Case Study #3: Predictive risk model for child abuse in Allegheny County

"Even if a regression finds factors that predictably rise and fall together, correlation is not causation… A model’s predictive ability is compromised when outcome variables are subjective. Was a parent re-referred to the hotline because she neglects her children? Or because someone in the neighborhood was mad that she had a party last week? Did caseworkers and judges put a child in foster care because his life was in danger? Or because they held culturally specific ideas about what a good parent looks like, or feared the consequences if they didn’t play it safe?” (from "Automating Inequality", page 146)

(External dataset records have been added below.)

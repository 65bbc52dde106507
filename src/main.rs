//! Pingwatch - continuous reachability monitor.
//!
//! Probes a fixed set of endpoints on their own intervals, keeps every
//! outcome in memory, raises rate-limited alerts for unreachable endpoints
//! and serves the collected status over HTTP.

mod config;
mod dial;
mod logging;
mod monitor;
mod notify;
mod probe;
mod status;
mod track;
mod web;

use config::Config;
use logging::LogOptions;
use monitor::Monitor;
use notify::LogSink;
use probe::NetProber;
use web::Server;

use clap::Parser;
use std::net::SocketAddr;
use std::path::PathBuf;
use std::sync::Arc;
use std::time::Duration;

#[derive(Parser)]
#[command(name = "pingwatch", about = "Continuous reachability monitor", version)]
struct Cli {
    /// Configuration file.
    #[arg(long, default_value = "configs/default.json")]
    config: PathBuf,

    /// Log file. Defaults to logs/from-<date>.log.
    #[arg(long)]
    log: Option<PathBuf>,

    /// Address for the status web server.
    #[arg(long, default_value = "0.0.0.0:8080")]
    http: SocketAddr,

    /// Log to the console only.
    #[arg(long)]
    nolog: bool,

    /// Only log lines containing this text.
    #[arg(long)]
    logfilter: Option<String>,

    /// Stop after this many seconds (0 runs until interrupted).
    #[arg(long, default_value = "0")]
    run_for: u64,

    /// Do not open the dashboard in a browser.
    #[arg(long)]
    no_browser: bool,
}

#[tokio::main]
async fn main() -> Result<(), Box<dyn std::error::Error + Send + Sync>> {
    let cli = Cli::parse();

    let log_file = if cli.nolog {
        None
    } else {
        Some(
            cli.log
                .clone()
                .unwrap_or_else(|| logging::default_log_path(chrono::Local::now().date_naive())),
        )
    };
    logging::init(&LogOptions {
        file: log_file,
        filter: cli.logfilter.clone(),
    })?;

    let config = match Config::from_file(&cli.config) {
        Ok(config) => config,
        Err(e) => {
            tracing::error!("Invalid configuration {}: {}", cli.config.display(), e);
            std::process::exit(1);
        }
    };
    let monitor = Monitor::new(config, Arc::new(NetProber), Arc::new(LogSink))?;
    tracing::info!(
        "Loaded {} servers from {}",
        monitor.endpoints().len(),
        cli.config.display()
    );

    let server = Server::new(cli.http, monitor.status());
    tokio::spawn(async move {
        if let Err(e) = server.start().await {
            tracing::error!("Web server stopped: {}", e);
        }
    });

    if !cli.no_browser {
        open_browser(&format!("http://127.0.0.1:{}", cli.http.port()));
    }

    let stop = monitor.stop_handle();
    tokio::spawn(async move {
        match tokio::signal::ctrl_c().await {
            Ok(()) => {
                tracing::info!("Interrupted, shutting down");
                stop.stop();
            }
            Err(e) => tracing::error!("Failed to listen for Ctrl-C: {}", e),
        }
    });

    monitor.run_for(Some(Duration::from_secs(cli.run_for))).await;

    Ok(())
}

fn open_browser(url: &str) {
    let opener = if cfg!(target_os = "windows") {
        "explorer"
    } else if cfg!(target_os = "macos") {
        "open"
    } else {
        "xdg-open"
    };

    launch(opener, url);
}

/// Run `program url` in the background. The returned task reaps the child.
fn launch(program: &'static str, url: &str) -> Option<tokio::task::JoinHandle<()>> {
    let mut child = match tokio::process::Command::new(program).arg(url).spawn() {
        Ok(child) => child,
        Err(e) => {
            tracing::warn!("Could not open {} with {}: {}", url, program, e);
            return None;
        }
    };

    let url = url.to_string();
    Some(tokio::spawn(async move {
        match child.wait().await {
            Ok(status) if status.success() => tracing::info!("Opened {} with {}", url, program),
            Ok(status) => tracing::warn!("{} exited with {} opening {}", program, status, url),
            Err(e) => tracing::warn!("Could not wait for {}: {}", program, e),
        }
    }))
}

The Situation: In Pennsylvania in 2012, the Allegheny County Office of Children, Youth, and Families (CYF) offered a contract for an automated data triage system. The winning bid was a team led by a New Zealand economist. The team built a predictive model using the CYF data history to gauge the probability of a child being abused. Variables included the time spent on public benefits, past history with child welfare, mother’s age and relationship status, mental health, and correctional history.

The Problem: The predictive model wasn’t good enough, and also repeated racial bias due to the areas mined for data. It had only “fair to good accuracy” – in other words, it just rearranged and spit out a reasonable probability that was already within the data in the first place. Because the predictive model was right the majority of the time, people tended to over-rely on its answer when faced with a complicated situation. This essentially led to data-mining certain underprivileged communities and then recycling data, building its own necessity.

Takeaway #3: Don't make assumptions without investigating and standardized testing

There have been multiple instances of late when cutting-edge AI programs perpetuate racist or sexist bias. It’s common to mistake AI’s bias as natural prediction, but remember the means by which the data was collected. The AI model gets fed certain information and regurgitates it in a new form. Of course uncomfortable biases will repeat when the first dataset contains those same biases.

Make sure that any predictive models used in automation processes are logically sound and well-designed, and aren't doubling back and using their own analyses as constant variables.